Aïssa est une jeune fille congolaise en situation irrégulière. À partir de ce pitch du deuxième film de Clément Tréhin-Lalanne en compétition officielle au 67e Festival de Cannes, on imagine que l’on va encore avoir affaire à un énième film sur les sans-papiers. Pourtant, le point de vue du réalisateur est bien différent de ce que l’on a pu voir auparavant.
En 2008, le réalisateur réalise son premier film, « Lucien » (produit par Fulldawa Productions) qui sera projeté, entre autres, au festival Paris Cinéma. Il choisit déjà un prénom pour seul titre et laisse planer un certain mystère sur le sujet du film. Lucien, environ huit ans, rentre de l’école légèrement angoissé à l’idée de demander une simple signature à sa mère. Lorsqu’on découvre le comportement de ladite mère, on comprend aisément le désarroi du jeune garçon.
Tout comme « Aïssa » (produit par Takami), le film est court. Il dure sept minutes qui ne passent pas pour autant rapidement, bien au contraire. La force des deux films est de créer une atmosphère particulièrement tendue sans pour autant qu’il y ait une réelle violence des actes. De la même manière, son regard sur ses personnages principaux, aussi bien Lucien qu’Aïssa, est suffisamment aiguisé pour que nous nous mettions à leur place, dans des situations inconfortables.

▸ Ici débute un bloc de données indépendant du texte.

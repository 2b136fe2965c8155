//! Retry logic with exponential backoff for transient errors.
//!
//! Only idempotent calls (GET, list, DELETE) go through [`with_retry`];
//! creates and updates are sent once.

use std::thread;
use std::time::Duration;

use crate::error::Result;

/// Retry configuration
#[derive(Debug, Clone, PartialEq)]
pub struct RetryConfig {
    /// Maximum number of attempts, including the first
    pub max_attempts: u32,
    /// Base delay between retries
    pub base_delay: Duration,
    /// Multiplier for exponential backoff
    pub backoff_factor: f64,
    /// Maximum delay between retries
    pub max_delay: Duration,
}

impl Default for RetryConfig {
    fn default() -> Self {
        Self {
            max_attempts: 3,
            base_delay: Duration::from_millis(500),
            backoff_factor: 2.0,
            max_delay: Duration::from_secs(10),
        }
    }
}

impl RetryConfig {
    /// Create a new retry config with custom settings.
    pub fn new(max_attempts: u32, base_delay: Duration, backoff_factor: f64) -> Self {
        Self {
            max_attempts,
            base_delay,
            backoff_factor,
            ..Default::default()
        }
    }

    /// Calculate the delay for a given attempt number (0-indexed).
    pub fn delay_for_attempt(&self, attempt: u32) -> Duration {
        let delay = self.base_delay.as_secs_f64() * self.backoff_factor.powi(attempt as i32);
        let capped = delay.min(self.max_delay.as_secs_f64());
        Duration::from_secs_f64(capped)
    }

    /// Create a config that never retries.
    pub fn no_retry() -> Self {
        Self {
            max_attempts: 1,
            ..Default::default()
        }
    }
}

/// Execute an operation, retrying retryable errors with exponential backoff.
///
/// Non-retryable errors are returned immediately. After the last attempt the
/// last error is returned.
pub fn with_retry<T, F>(config: &RetryConfig, what: &str, mut operation: F) -> Result<T>
where
    F: FnMut() -> Result<T>,
{
    let max_attempts = config.max_attempts.max(1);
    let mut attempt = 0;

    loop {
        match operation() {
            Ok(result) => return Ok(result),
            Err(e) if !e.is_retryable() || attempt + 1 >= max_attempts => return Err(e),
            Err(e) => {
                let delay = config.delay_for_attempt(attempt);
                log::warn!(
                    "{what}: attempt {}/{} failed: {e}. Retrying in {}ms...",
                    attempt + 1,
                    max_attempts,
                    delay.as_millis()
                );
                thread::sleep(delay);
                attempt += 1;
            }
        }
    }
}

Il aura fallu cinq ans à Clément Tréhin-Lalanne pour passer de nouveau derrière la caméra et nous offrir « Aïssa », un film court à nouveau (huit minutes), mais très efficace pour ne pas dire tranchant. Le réalisateur dit avoir réagi à un article lu dans le quotidien Rue 89 à propos de deux jeunes Congolaises ayant été examinées minutieusement par un médecin à la demande d’un officier de police pour déterminer leur âge réel. Cet âge réel, c’est celui qui permettra de décider de leur destin : se verront-elles accorder un titre de séjour ou bien seront-elles expulsées ? La violence de la situation se retrouve exactement dans le court-métrage de Clément Tréhin-Lalanne. À la différence de nombreux films sur le thème des sans-papiers où l’on voit des immigrés traqués et des forces de l’ordre agressives, ici, point de brutalité, mais une situation qui glace, celle de la visite médicale avec l’analyse détaillée de l’ossature et de l’anatomie d’Aïssa.
Dès le générique d’ouverture, la police anticipe le destin d’Aïssa : un cas supplémentaire parmi tant d’autres, un dossier juridique à traiter de la manière la plus détachée, un simple numéro. Puis, on découvre la nuque de la jeune fille. La caméra ne la quittera d’ailleurs plus jusqu’à la dernière image du film. On apprend qu’Aïssa a 17 ans, qu’elle termine un CAP d’esthéticienne et qu’elle est en pleine santé. Mais alors qu’a-t-elle fait de mal pour se retrouver là ? La voix off du médecin enregistrée sur son dictaphone décrit avec impassibilité les différentes parties du corps d’Aïssa, montrées ici de la manière la plus crue. La jeune fille est mise à nue, est apeurée devant cet examen froid et clinique.
Le rôle de « bête curieuse » étudiée sous tous les angles est campé par l’incroyable Manda Touré. Sans un mot, elle transmet une immense pudeur associée à de la frayeur. Le diagnostic du médecin vient ensuite clore le film avec la plus grande froideur. S’ensuit un cut qui laisse la gorge sèche, sans musique et sans compassion aucune. Clément Tréhin-Lalanne a encore une fois réussi à nous mettre mal à l’aise.